Self-sufficiency stalled
Casino money was supposed to cut tribes' dependence on federal funding and help members get off welfare.
But the tribes have coupled casino money with federal money to maximize spending, adding some services they could not afford on casino money alone.
The Yaquis have increased their spending of federal tax dollars per tribal members by 73 percent since 1997, federal tax audit records show. Adjusted for inflation, spending went from $999 per person in 1997 to $1,731 in 2005, the most recent year for which records were available.
O'odham federal spending went down by about 10 percent in that time, when adjusted for inflation, from $1,274 to $1,149 per member. The tribe spent $32.1 million last year on Tohono O'odham Community College, public safety and diabetes prevention, among other programs, audit reports show.
Norris said the tribe won't ask for less because the federal government is obligated to care for indigenous people in payment "for taking our land."
Tribal leaders said they are making the most of everything available to them instead of merely getting by with what the government gives them, the way they did before casinos.
"That's a complete new day from being told, 'Congress appropriated "X" and that's what you get,' " said Margo Cowan, who served as general counsel to the Tohono O'odham Nation during three administrations.
The O'odham's new dialysis center was built with casino money, but the federal government will pay the continuing expense to staff it.
"There would never be enough money on the (Indian Health Service) side to build a new clinic or build a dialysis center," Cowan said. "On the gaming side, it would have been quite a stretch to not just build it but staff it forever."
The O'odham Nation relies on grants from the U.S. Department of Housing and Urban Development to build new homes. Norris estimated 500 members need housing, but the tribe is exploring ways to use gaming money to meet the need.
Separating government, gaming
The Yaquis seek as much federal grant money as possible to finance new buildings and programs in combination with casino money, said Councilman and former Chairman David Ramirez. Two $4 million recreation centers, one for seniors, are under construction on the Yaqui Reservation, near West Valencia Road and South Camino de Oeste. Taxpayers paid half of the bill and gaming profits covered the rest.

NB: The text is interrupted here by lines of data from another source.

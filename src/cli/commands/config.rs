use crate::cli::parser::Commands;
use crate::config::Config;
use crate::config::migrate::{migrate_config, missing_keys};
use crate::core::config::ConfigLogic;
use crate::errors::{AppError, AppResult};
use crate::ui::messages::{info, success, warning};

/// Handle the `config` subcommand
pub fn handle(cmd: &Commands, cfg: &Config) -> AppResult<()> {
    if let Commands::Config {
        print_config,
        check,
        migrate,
        edit_config,
        editor,
    } = cmd
    {
        let path = Config::config_file();

        if *print_config {
            info("Current configuration:\n");
            let yaml = serde_yaml::to_string(cfg).map_err(|e| AppError::Config(e.to_string()))?;
            println!("{}", yaml);
        }

        if (*check || *migrate || *edit_config) && !path.exists() {
            return Err(AppError::Config(format!(
                "{} not found: run `rweekhours init` first",
                path.display()
            )));
        }

        if *check {
            let missing = missing_keys(&path)?;
            if missing.is_empty() {
                success("Configuration file is complete.");
            } else {
                warning(format!("Missing fields: {}", missing.join(", ")));
            }
        }

        if *migrate {
            if migrate_config(&path)? {
                success("Configuration file updated with default values.");
            } else {
                info("Configuration file already up to date.");
            }
        }

        if *edit_config {
            ConfigLogic::edit(&path, editor)?;
        }
    }

    Ok(())
}
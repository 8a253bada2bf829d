//! Internal operation log kept next to the session tables.

use crate::errors::AppResult;
use chrono::Local;
use rusqlite::{Connection, params};

/// One row of the `log` table.
#[derive(Debug, Clone)]
pub struct LogRow {
    pub id: i64,
    pub date: String,
    pub operation: String,
    pub target: String,
    pub message: String,
}

/// Appends an operation to the log, stamped with the local time.
pub fn ttlog(conn: &Connection, operation: &str, target: &str, message: &str) -> AppResult<()> {
    conn.prepare_cached(
        "INSERT INTO log (date, operation, target, message)
         VALUES (?1, ?2, ?3, ?4)",
    )?
    .execute(params![Local::now().to_rfc3339(), operation, target, message])?;

    Ok(())
}

/// Log rows oldest first; `limit` keeps only the most recent ones.
pub fn read_log(conn: &Connection, limit: Option<usize>) -> AppResult<Vec<LogRow>> {
    let mut stmt = conn.prepare_cached(
        "SELECT id, date, operation, COALESCE(target, ''), message
         FROM log ORDER BY id DESC LIMIT ?1",
    )?;

    // SQLite treats a negative LIMIT as no limit
    let limit = limit.map_or(-1, |n| n as i64);

    let mut rows = stmt
        .query_map([limit], |row| {
            Ok(LogRow {
                id: row.get(0)?,
                date: row.get(1)?,
                operation: row.get(2)?,
                target: row.get(3)?,
                message: row.get(4)?,
            })
        })?
        .collect::<Result<Vec<_>, _>>()?;

    rows.reverse();
    Ok(rows)
}
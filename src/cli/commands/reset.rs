use crate::cli::commands::log_quietly;
use crate::cli::parser::Commands;
use crate::config::Config;
use crate::db::pool::DbPool;
use crate::db::queries::{count_uploads, reset_session};
use crate::errors::AppResult;
use crate::ui::messages::{info, success};
use crate::ui::prompt::ask_confirmation;

pub fn handle(cmd: &Commands, cfg: &Config) -> AppResult<()> {
    if let Commands::Reset { yes } = cmd {
        let mut pool = DbPool::new(&cfg.database)?;
        let uploads = count_uploads(&pool.conn)?;

        if !*yes
            && !ask_confirmation(&format!(
                "Forget {uploads} uploaded week(s) and all cumulative totals?"
            ))
        {
            info("Operation cancelled.");
            return Ok(());
        }

        reset_session(&mut pool.conn)?;
        log_quietly(
            &pool.conn,
            "reset",
            "",
            &format!("Session reset, {uploads} upload(s) discarded"),
        );

        success("Cumulative table has been reset.");
    }

    Ok(())
}
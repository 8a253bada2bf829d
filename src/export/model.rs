// src/export/model.rs

use crate::core::calculator::deviation::meets_target;
use crate::models::WeekOverview;
use crate::utils::time::format_minutes_hhmm;
use serde::Serialize;

/// Flat form of the session overview written by every export format.
#[derive(Serialize, Clone, Debug)]
pub struct OverviewExport {
    pub target_minutes: i64,
    #[serde(flatten)]
    pub overview: WeekOverview,
}

impl OverviewExport {
    pub fn new(overview: WeekOverview, target_minutes: i64) -> Self {
        Self {
            target_minutes,
            overview,
        }
    }

    /// Header line: name, one column per week, totals.
    pub(crate) fn headers(&self) -> Vec<String> {
        let mut h = vec!["Name".to_string()];
        h.extend(self.overview.week_labels.iter().cloned());
        h.push("Total".to_string());
        h.push("Total (min)".to_string());
        h
    }

    /// Cells as text (`H:MM`, empty where the student has no data that week).
    pub(crate) fn text_rows(&self) -> Vec<Vec<String>> {
        self.overview
            .students
            .iter()
            .map(|s| {
                let mut row = vec![s.student_name.clone()];
                for w in &self.overview.week_labels {
                    row.push(s.weeks.get(w).map(|m| format_minutes_hhmm(*m)).unwrap_or_default());
                }
                row.push(format_minutes_hhmm(s.total_minutes));
                row.push(s.total_minutes.to_string());
                row
            })
            .collect()
    }

    pub(crate) fn meets_target(&self, minutes: i64) -> bool {
        meets_target(minutes, self.target_minutes)
    }
}
//! Terminal feedback: coloured, icon-prefixed status lines.
//! Colours are dropped when `NO_COLOR` is set.

use std::fmt;

const RESET: &str = "\x1b[0m";
const BOLD: &str = "\x1b[1m";

const FG_BLUE: &str = "\x1b[34m";
const FG_GREEN: &str = "\x1b[32m";
const FG_YELLOW: &str = "\x1b[33m";
const FG_RED: &str = "\x1b[31m";

const ICON_INFO: &str = "ℹ️";
const ICON_OK: &str = "✅";
const ICON_WARN: &str = "⚠️";
const ICON_ERR: &str = "❌";

pub fn no_color() -> bool {
    std::env::var_os("NO_COLOR").is_some()
}

fn line<T: fmt::Display>(color: &str, icon: &str, msg: T) -> String {
    if no_color() {
        format!("{} {}", icon, msg)
    } else {
        format!("{}{}{} {}{}", color, BOLD, icon, RESET, msg)
    }
}

pub fn info<T: fmt::Display>(msg: T) {
    println!("{}", line(FG_BLUE, ICON_INFO, msg));
}

pub fn success<T: fmt::Display>(msg: T) {
    println!("{}", line(FG_GREEN, ICON_OK, msg));
}

pub fn warning<T: fmt::Display>(msg: T) {
    println!("{}", line(FG_YELLOW, ICON_WARN, msg));
}

pub fn error<T: fmt::Display>(msg: T) {
    eprintln!("{}", line(FG_RED, ICON_ERR, msg));
}

/// Section header above a table
pub fn header<T: fmt::Display>(msg: T) {
    if no_color() {
        println!("=== {}\n", msg);
    } else {
        println!("{}{}=== {}{}\n", FG_BLUE, BOLD, msg, RESET);
    }
}
use crate::errors::{AppError, AppResult};
use chrono::{Datelike, NaiveDate};
use regex::Regex;

pub fn today() -> NaiveDate {
    chrono::Local::now().date_naive()
}

/// ISO week label in the form `W07-2025`.
pub fn week_label(date: NaiveDate) -> String {
    let iso = date.iso_week();
    format!("W{:02}-{}", iso.week(), iso.year())
}

/// Validates a user supplied week label and normalizes it (`w7-2025` → `W07-2025`).
pub fn parse_week_label(s: &str) -> AppResult<String> {
    let re = Regex::new(r"^[Ww](\d{1,2})-(\d{4})$").map_err(|e| AppError::Other(e.to_string()))?;

    let caps = re
        .captures(s.trim())
        .ok_or_else(|| AppError::InvalidWeek(s.to_string()))?;

    let week: u32 = caps[1]
        .parse()
        .map_err(|_| AppError::InvalidWeek(s.to_string()))?;
    let year: i32 = caps[2]
        .parse()
        .map_err(|_| AppError::InvalidWeek(s.to_string()))?;

    // Rejects week 53 in years that only have 52
    NaiveDate::from_isoywd_opt(year, week, chrono::Weekday::Mon)
        .ok_or_else(|| AppError::InvalidWeek(s.to_string()))?;

    Ok(format!("W{:02}-{}", week, year))
}
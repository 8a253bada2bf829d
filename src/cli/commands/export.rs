use crate::cli::commands::log_quietly;
use crate::cli::parser::Commands;
use crate::config::Config;
use crate::db::pool::DbPool;
use crate::errors::AppResult;
use crate::export::ExportLogic;

pub fn handle(cmd: &Commands, cfg: &Config) -> AppResult<()> {
    if let Commands::Export {
        format,
        file,
        force,
    } = cmd
    {
        let mut pool = DbPool::new(&cfg.database)?;
        let written = ExportLogic::export(&mut pool, *format, file, cfg.target_minutes()?, *force)?;

        if written {
            log_quietly(&pool.conn, "export", format.as_str(), file);
        }
    }
    Ok(())
}
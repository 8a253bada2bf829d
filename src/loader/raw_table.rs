use chrono::NaiveDateTime;
use std::fmt;

/// A cell as read from the input file, before any interpretation.
#[derive(Debug, Clone, PartialEq)]
pub enum RawCell {
    Empty,
    Text(String),
    Number(f64),
    DateTime(NaiveDateTime),
}

impl RawCell {
    /// Wraps text, mapping blank strings to `Empty`.
    pub fn text(s: &str) -> Self {
        let t = s.trim();
        if t.is_empty() {
            RawCell::Empty
        } else {
            RawCell::Text(t.to_string())
        }
    }

    pub fn is_empty(&self) -> bool {
        matches!(self, RawCell::Empty)
    }
}

impl fmt::Display for RawCell {
    fn fmt(&self, f: &mut fmt::Formatter<'_>) -> fmt::Result {
        match self {
            RawCell::Empty => Ok(()),
            RawCell::Text(s) => write!(f, "{s}"),
            RawCell::Number(n) => write!(f, "{n}"),
            RawCell::DateTime(dt) => write!(f, "{}", dt.format("%Y-%m-%d %H:%M:%S")),
        }
    }
}

/// Header line plus data rows of one sheet or CSV file.
#[derive(Debug, Clone, Default, PartialEq)]
pub struct RawTable {
    pub headers: Vec<String>,
    pub rows: Vec<Vec<RawCell>>,
    /// 1-based row number of the header line in the source file.
    pub header_row: usize,
}

impl RawTable {
    pub fn new(headers: Vec<String>, rows: Vec<Vec<RawCell>>) -> Self {
        Self {
            headers,
            rows,
            header_row: 1,
        }
    }

    /// Row number shown to the user for the data row at `index`.
    pub fn row_number(&self, index: usize) -> usize {
        self.header_row + index + 1
    }

    pub fn cell(&self, row: usize, col: usize) -> &RawCell {
        self.rows
            .get(row)
            .and_then(|r| r.get(col))
            .unwrap_or(&RawCell::Empty)
    }
}
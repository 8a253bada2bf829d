use crate::export::ExportFormat;
use clap::{Args, Parser, Subcommand};

/// Command-line interface definition for rWeekhours
/// CLI application to summarize weekly attendance exports
#[derive(Parser)]
#[command(
    name = "rweekhours",
    version = env!("CARGO_PKG_VERSION"),
    about = "Weekly attendance totals per student from check-in/check-out spreadsheet exports",
    long_about = None
)]
pub struct Cli {
    /// Override session database path (useful for tests or parallel sessions)
    #[arg(global = true, long = "db")]
    pub db: Option<String>,

    /// Run in test mode (no config file update)
    #[arg(global = true, long = "test", hide = true)]
    pub test: bool,

    #[command(subcommand)]
    pub command: Commands,
}

/// Where the required columns are, when the headers are not the usual ones.
#[derive(Args, Clone, Debug, Default)]
pub struct InputArgs {
    /// Worksheet to read (Excel files only, default: first sheet)
    #[arg(long = "sheet")]
    pub sheet: Option<String>,

    /// Header of the student name column
    #[arg(long = "name-col")]
    pub name_col: Option<String>,

    /// Header of the check-in column
    #[arg(long = "in-col")]
    pub in_col: Option<String>,

    /// Header of the check-out column
    #[arg(long = "out-col")]
    pub out_col: Option<String>,
}

#[derive(Subcommand)]
pub enum Commands {
    /// Initialize the configuration file and the session database
    Init,

    /// Manage the configuration file (view or edit)
    Config {
        #[arg(long = "print", help = "Print the current configuration")]
        print_config: bool,

        #[arg(long = "check", help = "Check configuration file for missing fields")]
        check: bool,

        #[arg(long = "migrate", help = "Add missing fields with their default values")]
        migrate: bool,

        #[arg(
            long = "edit",
            help = "Edit the configuration file (default editor: $EDITOR, or nano/notepad)"
        )]
        edit_config: bool,

        #[arg(
            long = "editor",
            help = "Specify the editor to use (vim, nano, or custom path)"
        )]
        editor: Option<String>,
    },

    /// Process one weekly export and add it to the session totals
    Upload {
        /// Spreadsheet file (.xlsx, .xls, .ods or .csv)
        file: String,

        /// Week label (Www-YYYY); default: ISO week of the earliest check-in
        #[arg(long = "week")]
        week: Option<String>,

        #[command(flatten)]
        input: InputArgs,
    },

    /// Aggregate several exports in order without touching the session
    Report {
        /// Spreadsheet files, one per week, oldest first
        #[arg(required = true)]
        files: Vec<String>,

        #[command(flatten)]
        input: InputArgs,
    },

    /// Show the session overview (one column per uploaded week)
    Show,

    /// End the session: forget cumulative totals and uploaded weeks
    Reset {
        #[arg(long = "yes", short = 'y', help = "Do not ask for confirmation")]
        yes: bool,
    },

    /// Print the internal log table
    Log {
        #[arg(long = "print", help = "Print rows from the internal log table")]
        print: bool,

        /// Only the most recent N entries
        #[arg(long = "last", value_name = "N")]
        last: Option<usize>,
    },

    /// Export the session overview
    Export {
        #[arg(long, value_enum, default_value = "csv")]
        format: ExportFormat,

        #[arg(long, value_name = "FILE")]
        file: String,

        #[arg(long, short = 'f')]
        force: bool,
    },
}
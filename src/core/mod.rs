pub mod aggregator;
pub mod calculator;
pub mod config;
pub mod log;

pub use aggregator::{Aggregator, aggregate};
/// Weekly target of the attendance programme: 16 hours.
pub const DEFAULT_TARGET_MINUTES: i64 = 16 * 60;

/// Signed distance from the target; positive means the target was exceeded.
pub fn calculate_deviation(week_minutes: i64, target_minutes: i64) -> i64 {
    week_minutes - target_minutes
}

/// True when the week reaches the target (used for green/red colouring).
pub fn meets_target(week_minutes: i64, target_minutes: i64) -> bool {
    week_minutes >= target_minutes
}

Neither tribe makes a strong case that casino money has strengthened its government.
One tribe's ancient way of making decisions by consensus doesn't mesh easily with the fast-paced business world. The other's frequent feuds have stalled progress.
The O'odham have established a semi-independent board to oversee their casinos. Mixing business and politics is dangerous, so the tribe separates them, said Eddie Brown, a gaming-board commissioner.
The tribal legislature decides by consensus how to spend casino money. That slows things down, but it also ensures each budget decision is careful and intelligent, Norris said. Also, the transparency prevents corruption, Cowan said.
The tribe spends most of the money on programs and gives about $1 million to each of its 11 districts. It also has given about $2,000 to each eligible member three times in the past 10 years.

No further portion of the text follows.